Global economic and financial market developments
The outlook for the global economy has improved in recent quarters, as growth has picked up and its composition has rotated towards investment. The improving outlook, alongside greater investor risk appetite, has supported rises in equity and corporate bond prices over the past year. Financial market prices imply that UK and euro-area policy rates are expected to rise more quickly than they had been in May, although the pace remains gradual. Sterling’s exchange rate has fallen slightly since May and remains significantly below its level prior to the EU referendum.
Demand and output
Output growth slowed in the first half of 2017. Much of that slowing appears to have been driven by weaker growth in household spending, as sterling’s depreciation weighed on real income growth. Net trade has been volatile, but the depreciation and the strength in global demand are expected to provide support. Business investment growth has picked up a little and, together with net trade, is projected to offset part of the weakness from household spending.
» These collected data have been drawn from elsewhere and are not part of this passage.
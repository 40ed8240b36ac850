use crate::config::{Config, UpstreamConfig};
use crate::error::{FetchError, GatewayError, LookupError};
use crate::fallback;
use crate::metrics_defs::{CONTACT_DELIVERED, CONTACT_FAILED, FALLBACK_SERVED};
use crate::normalize::{self, PageRequest};
use crate::proxy::{CachedProxy, EndpointPolicy};
use crate::request_query::RequestQuery;
use crate::upstream::ContentApi;
use axum::extract::{Path, State};
use axum::http::Uri;
use axum::response::{IntoResponse, Response};
use axum::routing::{get, post};
use axum::{Json, Router};
use http::StatusCode;
use serde_json::{Value, json};
use shared::counter;
use std::sync::Arc;
use std::time::Duration;

// Time-to-live and per-request budgets per endpoint. Budgets are tiered by
// how critical the data is to rendering: footer address can give up fast,
// contact submission gets the longest leash.
const SITE_CONFIG: EndpointPolicy = EndpointPolicy {
    name: "site-config",
    ttl: Duration::from_secs(600),
    timeout: Duration::from_secs(10),
};
const HOMEPAGE: EndpointPolicy = EndpointPolicy {
    name: "homepage",
    ttl: Duration::from_secs(300),
    timeout: Duration::from_secs(10),
};
const CATEGORIES: EndpointPolicy = EndpointPolicy {
    name: "categories",
    ttl: Duration::from_secs(300),
    timeout: Duration::from_secs(5),
};
const MAIN_PAGES: EndpointPolicy = EndpointPolicy {
    name: "main-pages",
    ttl: Duration::from_secs(300),
    timeout: Duration::from_secs(5),
};
const FOOTER_MENU: EndpointPolicy = EndpointPolicy {
    name: "footer-menu",
    ttl: Duration::from_secs(300),
    timeout: Duration::from_secs(10),
};
const FOOTER_ADDRESS: EndpointPolicy = EndpointPolicy {
    name: "footer-address",
    ttl: Duration::from_secs(300),
    timeout: Duration::from_millis(1500),
};
const PAGES_WITH_CATEGORIES: EndpointPolicy = EndpointPolicy {
    name: "pages-with-categories",
    ttl: Duration::from_secs(300),
    timeout: Duration::from_secs(10),
};
const BLOGS: EndpointPolicy = EndpointPolicy {
    name: "blogs",
    ttl: Duration::from_secs(300),
    timeout: Duration::from_secs(5),
};

const LOOKUP_TIMEOUT: Duration = Duration::from_secs(5);
const QUOTES_TIMEOUT: Duration = Duration::from_secs(10);
const CONTACT_TIMEOUT: Duration = Duration::from_secs(15);

/// Shared state for all endpoint handlers: the upstream client plus one
/// cached-proxy cell per listing endpoint. Built once at startup.
pub struct Gateway {
    api: ContentApi,
    upstream: UpstreamConfig,
    site_config: CachedProxy,
    homepage: CachedProxy,
    categories: CachedProxy,
    main_pages: CachedProxy,
    footer_menu: CachedProxy,
    footer_address: CachedProxy,
    pages_with_categories: CachedProxy,
    blogs: CachedProxy,
}

impl Gateway {
    pub fn new(config: &Config) -> Result<Self, GatewayError> {
        let api = ContentApi::new(
            &config.upstream.api_base,
            config.upstream.fallback_api_base.as_deref(),
        )?;

        Ok(Gateway {
            api,
            upstream: config.upstream.clone(),
            site_config: CachedProxy::new(SITE_CONFIG),
            homepage: CachedProxy::new(HOMEPAGE),
            categories: CachedProxy::new(CATEGORIES),
            main_pages: CachedProxy::new(MAIN_PAGES),
            footer_menu: CachedProxy::new(FOOTER_MENU),
            footer_address: CachedProxy::new(FOOTER_ADDRESS),
            pages_with_categories: CachedProxy::new(PAGES_WITH_CATEGORIES),
            blogs: CachedProxy::new(BLOGS),
        })
    }

    // Submission targets tried in order: the explicitly configured URL, then
    // the primary base, then the standby base.
    fn contact_candidates(&self) -> Vec<String> {
        let mut candidates = Vec::new();
        if let Some(direct) = &self.upstream.contact_submit_url {
            candidates.push(direct.clone());
        }
        candidates.push(self.api.url("/api/contact/submit/", &[]).to_string());
        if let Some(standby) = self.api.fallback_url("/api/contact/submit/", &[]) {
            candidates.push(standby.to_string());
        }
        candidates
    }
}

pub fn router(gateway: Arc<Gateway>) -> Router {
    Router::new()
        .route("/api/site-config", get(site_config))
        .route("/api/homepage", get(homepage))
        .route("/api/categories", get(categories))
        .route("/api/main-pages", get(main_pages))
        .route("/api/menu/footer", get(footer_menu))
        .route("/api/footer-address", get(footer_address))
        .route("/api/pages-with-categories", get(pages_with_categories))
        .route("/api/blogs", get(blogs))
        .route("/api/blogs/{slug}", get(blog_detail))
        .route("/api/team-member/{slug}", get(team_member))
        .route("/api/main-page/{slug}", get(main_page))
        .route("/api/page/{slug}", get(page))
        .route("/api/quotes", get(quotes))
        .route("/api/contact", post(contact))
        .route("/health", get(health))
        .route("/ready", get(ready))
        .with_state(gateway)
}

async fn site_config(State(gateway): State<Arc<Gateway>>) -> Json<Value> {
    let url = gateway.api.url("/api/site-config/", &[]);
    let payload = gateway
        .site_config
        .get(&gateway.api, url, |body| body, |_| false, fallback::site_config)
        .await;
    Json(payload.as_ref().clone())
}

async fn homepage(State(gateway): State<Arc<Gateway>>) -> Json<Value> {
    let url = gateway.api.url("/api/homepage/", &[]);
    let payload = gateway
        .homepage
        .get(&gateway.api, url, |body| body, |_| false, fallback::homepage)
        .await;
    Json(payload.as_ref().clone())
}

async fn categories(State(gateway): State<Arc<Gateway>>, uri: Uri) -> Json<Value> {
    let query = RequestQuery::from_uri(&uri);
    let mut pairs = Vec::new();
    if let Some(kind) = query.get("type") {
        pairs.push(("type".to_string(), kind));
    }

    let url = gateway.api.url("/api/categories/all/", &pairs);
    let payload = gateway
        .categories
        .get(&gateway.api, url, |body| body, |_| false, fallback::categories)
        .await;
    Json(payload.as_ref().clone())
}

async fn main_pages(State(gateway): State<Arc<Gateway>>) -> Json<Value> {
    let url = gateway.api.url("/api/main-pages/", &[]);
    let payload = gateway
        .main_pages
        .get(&gateway.api, url, |body| body, |_| false, fallback::main_pages)
        .await;
    Json(payload.as_ref().clone())
}

async fn footer_menu(State(gateway): State<Arc<Gateway>>) -> Json<Value> {
    let url = gateway.api.url("/api/menu/footer/", &[]);
    let payload = gateway
        .footer_menu
        .get(&gateway.api, url, |body| body, |_| false, fallback::footer_menu)
        .await;
    Json(payload.as_ref().clone())
}

async fn footer_address(State(gateway): State<Arc<Gateway>>) -> Json<Value> {
    let url = gateway.api.url("/api/footer-address/", &[]);
    let payload = gateway
        .footer_address
        .get(&gateway.api, url, |body| body, |_| false, fallback::footer_address)
        .await;
    Json(payload.as_ref().clone())
}

async fn pages_with_categories(State(gateway): State<Arc<Gateway>>, uri: Uri) -> Json<Value> {
    // The whole query string is forwarded; caching by resolved URL keeps
    // distinct parameterizations in distinct cells.
    let pairs = RequestQuery::from_uri(&uri).pairs();
    let url = gateway.api.url("/api/pages-with-categories/", &pairs);
    let payload = gateway
        .pages_with_categories
        .get(
            &gateway.api,
            url,
            |body| body,
            |_| false,
            fallback::pages_with_categories,
        )
        .await;
    Json(payload.as_ref().clone())
}

async fn blogs(State(gateway): State<Arc<Gateway>>, uri: Uri) -> Json<Value> {
    let query = RequestQuery::from_uri(&uri);
    let page = PageRequest::from_query(&query);

    let mut pairs = Vec::new();
    for name in ["search", "category", "page", "page_size"] {
        if let Some(value) = query.get(name) {
            pairs.push((name.to_string(), value));
        }
    }

    let url = gateway.api.url("/api/blogs/", &pairs);
    let payload = gateway
        .blogs
        .get(
            &gateway.api,
            url,
            |body| normalize::normalize_listing(body, "blogs", &page),
            |_| false,
            || normalize::empty_listing("blogs", &page),
        )
        .await;
    Json(payload.as_ref().clone())
}

// Soft lookup: a missing or failed article renders as `{blog: null}` rather
// than an error page; only a structurally bad slug is rejected.
async fn blog_detail(State(gateway): State<Arc<Gateway>>, Path(slug): Path<String>) -> Response {
    let slug = slug.trim();
    if slug.is_empty() || slug.eq_ignore_ascii_case("undefined") {
        return (
            StatusCode::BAD_REQUEST,
            Json(json!({"error": "Missing article slug"})),
        )
            .into_response();
    }

    let url = gateway.api.slug_url("/api/blogs/", slug);
    match gateway.api.get_json(url, LOOKUP_TIMEOUT).await {
        Ok(body) => Json(body).into_response(),
        Err(err) => {
            tracing::warn!(slug = %slug, error = %err, "blog detail upstream failed");
            Json(json!({"blog": null})).into_response()
        }
    }
}

async fn team_member(
    State(gateway): State<Arc<Gateway>>,
    Path(slug): Path<String>,
) -> Result<Json<Value>, LookupError> {
    let url = gateway.api.slug_url("/api/team-member/", &slug);
    match gateway.api.get_json(url, LOOKUP_TIMEOUT).await {
        Ok(body) => Ok(Json(body)),
        Err(FetchError::Status(StatusCode::NOT_FOUND)) => {
            Err(LookupError::NotFound("Team member not found"))
        }
        Err(FetchError::Status(status)) => Err(LookupError::UpstreamStatus(
            status,
            "Failed to fetch team member",
        )),
        Err(err) => {
            tracing::warn!(slug = %slug, error = %err, "team member upstream failed");
            Err(LookupError::Internal("Internal Server Error"))
        }
    }
}

async fn main_page(
    State(gateway): State<Arc<Gateway>>,
    Path(slug): Path<String>,
) -> Result<Json<Value>, LookupError> {
    let url = gateway.api.slug_url("/api/main-page/", &slug);
    match gateway.api.get_json(url, LOOKUP_TIMEOUT).await {
        Ok(body) => Ok(Json(body)),
        Err(FetchError::Status(_)) => Err(LookupError::NotFound("Not found")),
        Err(err) => {
            tracing::warn!(slug = %slug, error = %err, "main page upstream failed");
            Err(LookupError::Internal("Error"))
        }
    }
}

async fn page(
    State(gateway): State<Arc<Gateway>>,
    Path(slug): Path<String>,
) -> Result<Json<Value>, LookupError> {
    let url = gateway.api.slug_url("/api/page/", &slug);
    match gateway.api.get_json(url, LOOKUP_TIMEOUT).await {
        Ok(body) => Ok(Json(body)),
        Err(FetchError::Status(StatusCode::NOT_FOUND)) => {
            Err(LookupError::NotFound("Page not found"))
        }
        Err(FetchError::Status(status)) => {
            Err(LookupError::UpstreamStatus(status, "Failed to fetch page"))
        }
        Err(err) => {
            tracing::warn!(slug = %slug, error = %err, "page upstream failed");
            Err(LookupError::Internal("Internal Server Error"))
        }
    }
}

async fn quotes(State(gateway): State<Arc<Gateway>>, uri: Uri) -> Json<Value> {
    let query = RequestQuery::from_uri(&uri);
    let zip = query.get("zip").unwrap_or_default();

    let mut pairs = Vec::new();
    if !zip.is_empty() {
        pairs.push(("zip".to_string(), zip.clone()));
    }

    let url = gateway.api.url("/api/quotes/", &pairs);
    match gateway.api.get_json(url, QUOTES_TIMEOUT).await {
        Ok(body) => Json(companies_or_fallback(body, &zip, "fallback_empty")),
        Err(FetchError::Status(status)) => {
            tracing::warn!(%status, "quotes upstream error, using fallback");
            counter!(FALLBACK_SERVED, "endpoint" => "quotes").increment(1);
            Json(fallback::quotes(&zip, "fallback_error", None))
        }
        Err(err) => {
            // Transport-level failure: one attempt against the standby base
            // before settling for the static list.
            tracing::warn!(error = %err, "quotes fetch failed, trying standby base");
            match gateway.api.fallback_url("/api/quotes/", &pairs) {
                Some(standby) => match gateway.api.get_json(standby, QUOTES_TIMEOUT).await {
                    Ok(body) => Json(companies_or_fallback(body, &zip, "fallback_alt_empty")),
                    Err(standby_err) => {
                        counter!(FALLBACK_SERVED, "endpoint" => "quotes").increment(1);
                        Json(fallback::quotes(
                            &zip,
                            "fallback_final",
                            Some(&standby_err.to_string()),
                        ))
                    }
                },
                None => {
                    counter!(FALLBACK_SERVED, "endpoint" => "quotes").increment(1);
                    Json(fallback::quotes(&zip, "fallback_final", Some(&err.to_string())))
                }
            }
        }
    }
}

// Zero companies is a soft failure: the comparison page must never render
// empty, so the static carriers take over while the rest of the upstream
// body is kept.
fn companies_or_fallback(mut body: Value, zip: &str, empty_marker: &str) -> Value {
    let empty = body
        .get("companies")
        .and_then(Value::as_array)
        .is_none_or(|companies| companies.is_empty());

    if empty {
        counter!(FALLBACK_SERVED, "endpoint" => "quotes").increment(1);
        if let Value::Object(map) = &mut body {
            map.insert("companies".to_string(), json!(fallback::companies()));
            map.insert("zip".to_string(), json!(zip));
            map.insert("_source".to_string(), json!(empty_marker));
            return body;
        }
        return fallback::quotes(zip, empty_marker, None);
    }

    if let Value::Object(map) = &mut body {
        map.insert("zip".to_string(), json!(zip));
    }
    body
}

async fn contact(State(gateway): State<Arc<Gateway>>, body: String) -> Json<Value> {
    for candidate in gateway.contact_candidates() {
        match gateway
            .api
            .post_json(&candidate, body.clone(), CONTACT_TIMEOUT)
            .await
        {
            Ok(status) if status.is_success() => {
                counter!(CONTACT_DELIVERED).increment(1);
                return Json(json!({"ok": true}));
            }
            Ok(status) => {
                tracing::warn!(candidate = %candidate, %status, "contact candidate rejected submission");
            }
            Err(err) => {
                tracing::warn!(candidate = %candidate, error = %err, "contact candidate unreachable");
            }
        }
    }

    counter!(CONTACT_FAILED).increment(1);
    Json(json!({"ok": false, "error": "Submission temporarily unavailable"}))
}

async fn health() -> &'static str {
    "ok\n"
}

async fn ready() -> &'static str {
    "ok\n"
}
Supply and the labour market
Growth in companies’ demand for labour appears to have remained resilient in recent months, with quarterly employment growth picking up in 2017 H1. Despite a further fall in unemployment, wage growth remains subdued, probably in part due to continued weak productivity growth. Wage growth is projected to remain modest in the near term, before recovering somewhat further ahead reflecting underlying tightness in the labour market.
Costs and prices
Although CPI inflation has been volatile, it has risen over 2017 and was 2.6% in June. It is expected to remain around 2¾% in the near term, boosted by higher import prices as a result of the depreciation in sterling, before easing back towards the 2% target during 2018. Growth in firms’ imported costs appears to have started moderating. Domestically generated inflation appears to have remained relatively subdued and inflation expectations remain consistent with the MPC’s 2% target.
Prospects for inflation
CPI inflation has remained above the 2% target as rises in import prices following the steep fall in the sterling exchange rate last year continue to pass through to consumer prices. That has weighed on households’ real incomes and consumption, contributing to the slowdown in GDP growth in the first half of 2017. Over the forecast period, growth in real income and consumption is projected to remain subdued. The effect of that on overall GDP growth is offset to some extent by UK exports and investment, which are supported by strong growth in the rest of the world and the lower exchange rate. Overall, given a market-implied path for Bank Rate that rises by around ½ percentage point over the next three years, growth is projected to be modest and unemployment to stay close to its current rate. Import price pressures begin to fade in the second half of the forecast period, but are still keeping inflation above the 2% target at the end. On the market path for Bank Rate, the small degree of slack remaining in the economy is absorbed and domestic inflationary pressures are judged likely to increase over the forecast period.